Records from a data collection
——————
//! Source location tracking for error reporting
//!
//! Every pseudo-instruction carries the file and line of the assembly
//! source it was built from, so that a legalization or selection failure
//! can point back at the offending input line.

use serde::{Deserialize, Serialize};
use std::fmt;

/// A location in an assembly source file (line is 1-based)
#[derive(Debug, Clone, PartialEq, Eq, Hash, Serialize, Deserialize)]
pub struct SourceLocation {
    pub filename: String,
    pub line: u32,
}

impl SourceLocation {
    /// Create a location with filename
    pub fn new(filename: &str, line: u32) -> Self {
        Self {
            filename: filename.to_string(),
            line,
        }
    }

    /// Create a dummy location for testing
    pub fn dummy() -> Self {
        Self::new("<unknown>", 0)
    }
}

impl fmt::Display for SourceLocation {
    fn fmt(&self, f: &mut fmt::Formatter<'_>) -> fmt::Result {
        write!(f, "{}:{}", self.filename, self.line)
    }
}

#[cfg(test)]
mod tests {
    use super::*;

    #[test]
    fn test_source_location_display() {
        let loc = SourceLocation::new("LowLevelInterpreter.asm", 42);
        assert_eq!(format!("{}", loc), "LowLevelInterpreter.asm:42");
    }

    #[test]
    fn test_dummy_location() {
        let loc = SourceLocation::dummy();
        assert_eq!(loc.filename, "<unknown>");
        assert_eq!(loc.line, 0);
    }
}
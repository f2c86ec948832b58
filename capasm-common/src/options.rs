//! Backend configuration
//!
//! The backend recognizes a single option: whether heap references are
//! stored as 64-bit offsets from a heap base capability or as full 128-bit
//! capabilities. It changes the width class used to emit `loadv`, `loadvmc`
//! and `storev`, and the access-size classification those opcodes get in
//! the address-legality passes.

/// Resolved configuration for one translation unit.
#[derive(Debug, Clone, Copy, Default, PartialEq, Eq)]
pub struct Options {
    /// Heap references are 64-bit offsets rather than full capabilities.
    pub heap_offset_refs: bool,
}

impl Options {
    pub fn new() -> Self {
        Self::default()
    }
}
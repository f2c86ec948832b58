//! Capability Offline Assembler - AArch64 capability backend
//!
//! Translates the architecture-neutral pseudo-instruction list into textual
//! assembly for a 64-bit capability-extended AArch64 target, where pointers
//! are 128-bit hardware capabilities held in `c` registers.
//!
//! The backend is split the way the pipeline flows:
//!
//! - [`registers`]: the width-class register model. One logical register
//!   role renders to a different physical name per width (`w`/`c`/`x`/`d`).
//! - [`operand`]: operand-to-text rendering plus the offset-range legality
//!   the renderer enforces as a terminal cross-check.
//! - [`passes`]: the backend-specific legalization passes and the full
//!   ordered pipeline ([`passes::legalize`]).
//! - [`emit`]: the per-opcode instruction selector and the emission
//!   context ([`emit::assemble`] runs legalize + select in one call).
//!
//! Everything is a pure function from an instruction list (plus options) to
//! either new IR or output text; failures abort the unit with a
//! [`capasm_common::BackendError`].

pub mod emit;
pub mod operand;
pub mod passes;
pub mod registers;

pub use emit::{assemble, emit_unit, EmissionContext};
pub use passes::legalize;
pub use registers::{WidthClass, EXTRA_FPRS, EXTRA_GPRS};
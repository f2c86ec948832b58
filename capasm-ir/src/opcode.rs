//! The closed opcode vocabulary of the pseudo-instruction set
//!
//! Opcode names follow the offline assembler's conventions: a family stem
//! plus a width suffix (`i` = 32-bit word, `p` = capability pointer,
//! `q` = 64-bit quad, `b` = byte, `h` = halfword, `d` = double float).
//! Branch opcodes are `b` + width + condition, boolean compares are
//! `c` + width + condition, test-and-branch pseudo-ops are `bt` + width +
//! flag. An opcode outside this vocabulary cannot be represented at all;
//! opcodes inside it that this particular backend does not support fail at
//! selection time with an explicit error.

use std::fmt;

macro_rules! opcodes {
    ($($variant:ident => $mnemonic:literal,)+) => {
        /// A pseudo-instruction opcode.
        #[derive(Debug, Clone, Copy, PartialEq, Eq, Hash)]
        pub enum Opcode {
            $($variant,)+
        }

        impl Opcode {
            /// The textual mnemonic, as written in the assembly source.
            pub fn mnemonic(self) -> &'static str {
                match self {
                    $(Opcode::$variant => $mnemonic,)+
                }
            }

            /// Look an opcode up by mnemonic.
            pub fn from_mnemonic(name: &str) -> Option<Opcode> {
                match name {
                    $($mnemonic => Some(Opcode::$variant),)+
                    _ => None,
                }
            }
        }
    };
}

opcodes! {
    // Word/pointer/quad arithmetic.
    Addi => "addi",
    Addis => "addis",
    Addp => "addp",
    Addps => "addps",
    Addq => "addq",
    Addqs => "addqs",
    Subi => "subi",
    Subis => "subis",
    Subp => "subp",
    Subq => "subq",
    Subqs => "subqs",
    Negi => "negi",
    Negp => "negp",
    Negq => "negq",
    Muli => "muli",
    Mulp => "mulp",
    Mulq => "mulq",
    Smulli => "smulli",

    // Bitwise and shifts.
    Andi => "andi",
    Andp => "andp",
    Andq => "andq",
    Ori => "ori",
    Orp => "orp",
    Orq => "orq",
    Xori => "xori",
    Xorp => "xorp",
    Xorq => "xorq",
    Noti => "noti",
    Notq => "notq",
    Lshifti => "lshifti",
    Lshiftp => "lshiftp",
    Lshiftq => "lshiftq",
    Rshifti => "rshifti",
    Rshiftp => "rshiftp",
    Rshiftq => "rshiftq",
    Urshifti => "urshifti",
    Urshiftp => "urshiftp",
    Urshiftq => "urshiftq",

    // Loads and stores.
    Loadi => "loadi",
    Loadis => "loadis",
    Loadp => "loadp",
    Loadq => "loadq",
    Loadv => "loadv",
    Loadvmc => "loadvmc",
    Loadb => "loadb",
    Loadbsi => "loadbsi",
    Loadbsq => "loadbsq",
    Loadh => "loadh",
    Loadhsi => "loadhsi",
    Loadhsq => "loadhsq",
    Loadd => "loadd",
    Storei => "storei",
    Storep => "storep",
    Storeq => "storeq",
    Storev => "storev",
    Storeb => "storeb",
    Storeh => "storeh",
    Stored => "stored",

    // Double-precision arithmetic and conversions.
    Addd => "addd",
    Subd => "subd",
    Muld => "muld",
    Divd => "divd",
    Sqrtd => "sqrtd",
    Ci2d => "ci2d",
    Td2i => "td2i",
    Btd2i => "btd2i",
    Bcd2i => "bcd2i",
    Movdz => "movdz",
    Fp2d => "fp2d",
    Fq2d => "fq2d",
    Fd2p => "fd2p",
    Fd2q => "fd2q",

    // Double-precision branches (the *un forms tolerate NaN operands).
    Bdeq => "bdeq",
    Bdneq => "bdneq",
    Bdgt => "bdgt",
    Bdgteq => "bdgteq",
    Bdlt => "bdlt",
    Bdlteq => "bdlteq",
    Bdequn => "bdequn",
    Bdnequn => "bdnequn",
    Bdgtun => "bdgtun",
    Bdgtequn => "bdgtequn",
    Bdltun => "bdltun",
    Bdltequn => "bdltequn",

    // Moves, extensions, and capability reconstruction.
    Move => "move",
    Movep => "movep",
    Moved => "moved",
    Sxi2p => "sxi2p",
    Sxi2q => "sxi2q",
    Zxi2p => "zxi2p",
    Zxi2q => "zxi2q",
    Cvtz => "cvtz",
    Makecap => "makecap",

    // Address computation.
    Leai => "leai",
    Leap => "leap",
    Leaq => "leaq",
    Globaladdr => "globaladdr",
    Pcrtoaddr => "pcrtoaddr",

    // Stack.
    Pushq => "pushq",
    Pushp => "pushp",
    Popq => "popq",
    Popp => "popp",
    Peek => "peek",
    Poke => "poke",

    // Control flow and misc.
    Jmp => "jmp",
    Call => "call",
    Ret => "ret",
    Break => "break",
    Nop => "nop",
    Memfence => "memfence",
    Bfiq => "bfiq",
    Print => "print",
    Printi => "printi",
    Printb => "printb",
    Printq => "printq",
    Printp => "printp",
    Printc => "printc",

    // Flag branches (consumed directly, or produced by the generic
    // branch-fusion lowering passes).
    Bo => "bo",
    Bs => "bs",
    Bz => "bz",
    Bnz => "bnz",

    // Integer/pointer comparison branches: b + width + condition.
    Bieq => "bieq",
    Bineq => "bineq",
    Bia => "bia",
    Biaeq => "biaeq",
    Bib => "bib",
    Bibeq => "bibeq",
    Bigt => "bigt",
    Bigteq => "bigteq",
    Bilt => "bilt",
    Bilteq => "bilteq",
    Bbeq => "bbeq",
    Bbneq => "bbneq",
    Bba => "bba",
    Bbaeq => "bbaeq",
    Bbb => "bbb",
    Bbbeq => "bbbeq",
    Bbgt => "bbgt",
    Bbgteq => "bbgteq",
    Bblt => "bblt",
    Bblteq => "bblteq",
    Bpeq => "bpeq",
    Bpneq => "bpneq",
    Bpa => "bpa",
    Bpaeq => "bpaeq",
    Bpb => "bpb",
    Bpbeq => "bpbeq",
    Bpgt => "bpgt",
    Bpgteq => "bpgteq",
    Bplt => "bplt",
    Bplteq => "bplteq",
    Bqeq => "bqeq",
    Bqneq => "bqneq",
    Bqa => "bqa",
    Bqaeq => "bqaeq",
    Bqb => "bqb",
    Bqbeq => "bqbeq",
    Bqgt => "bqgt",
    Bqgteq => "bqgteq",
    Bqlt => "bqlt",
    Bqlteq => "bqlteq",

    // Boolean-producing comparisons: c + width + condition.
    Cieq => "cieq",
    Cineq => "cineq",
    Cia => "cia",
    Ciaeq => "ciaeq",
    Cib => "cib",
    Cibeq => "cibeq",
    Cigt => "cigt",
    Cigteq => "cigteq",
    Cilt => "cilt",
    Cilteq => "cilteq",
    Cbeq => "cbeq",
    Cbneq => "cbneq",
    Cba => "cba",
    Cbaeq => "cbaeq",
    Cbb => "cbb",
    Cbbeq => "cbbeq",
    Cbgt => "cbgt",
    Cbgteq => "cbgteq",
    Cblt => "cblt",
    Cblteq => "cblteq",
    Cpeq => "cpeq",
    Cpneq => "cpneq",
    Cpa => "cpa",
    Cpaeq => "cpaeq",
    Cpb => "cpb",
    Cpbeq => "cpbeq",
    Cpgt => "cpgt",
    Cpgteq => "cpgteq",
    Cplt => "cplt",
    Cplteq => "cplteq",
    Cqeq => "cqeq",
    Cqneq => "cqneq",
    Cqa => "cqa",
    Cqaeq => "cqaeq",
    Cqb => "cqb",
    Cqbeq => "cqbeq",
    Cqgt => "cqgt",
    Cqgteq => "cqgteq",
    Cqlt => "cqlt",
    Cqlteq => "cqlteq",

    // Test-and-branch pseudo-ops: bt + width + flag.
    Btiz => "btiz",
    Btinz => "btinz",
    Btis => "btis",
    Btbz => "btbz",
    Btbnz => "btbnz",
    Btbs => "btbs",
    Btpz => "btpz",
    Btpnz => "btpnz",
    Btps => "btps",
    Btqz => "btqz",
    Btqnz => "btqnz",
    Btqs => "btqs",

    // Arithmetic-branch fusions, eliminated by the generic lowering passes.
    Baddiz => "baddiz",
    Baddinz => "baddinz",
    Baddis => "baddis",
    Baddio => "baddio",
    Bsubiz => "bsubiz",
    Bsubinz => "bsubinz",
    Bsubis => "bsubis",
    Bsubio => "bsubio",
    Boriz => "boriz",
    Borinz => "borinz",
    Boris => "boris",
    Baddqz => "baddqz",
    Baddqnz => "baddqnz",
    Baddqs => "baddqs",
    Baddqo => "baddqo",
    Bsubqz => "bsubqz",
    Bsubqnz => "bsubqnz",
    Bsubqs => "bsubqs",
    Bsubqo => "bsubqo",
    Borqz => "borqz",
    Borqnz => "borqnz",
    Borqs => "borqs",
}

impl Opcode {
    /// True for every memory-load opcode (`load*`).
    pub fn is_load(self) -> bool {
        self.mnemonic().starts_with("load")
    }

    /// True for every memory-store opcode (`store*`).
    pub fn is_store(self) -> bool {
        self.mnemonic().starts_with("store")
    }

    /// True for the address-computation family (`lea*`).
    pub fn is_lea(self) -> bool {
        self.mnemonic().starts_with("lea")
    }

    /// True for the print family, which is comment-only on some targets.
    pub fn is_print(self) -> bool {
        self.mnemonic().starts_with("print")
    }
}

impl fmt::Display for Opcode {
    fn fmt(&self, f: &mut fmt::Formatter<'_>) -> fmt::Result {
        f.write_str(self.mnemonic())
    }
}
——————
What is expected
From the entries, report each line that includes the word "emit".

Response
//! capabilities. It changes the width class used to emit `loadv`, `loadvmc`
//! - [`emit`]: the per-opcode instruction selector and the emission
//!   context ([`emit::assemble`] runs legalize + select in one call).
pub mod emit;
pub use emit::{assemble, emit_unit, EmissionContext};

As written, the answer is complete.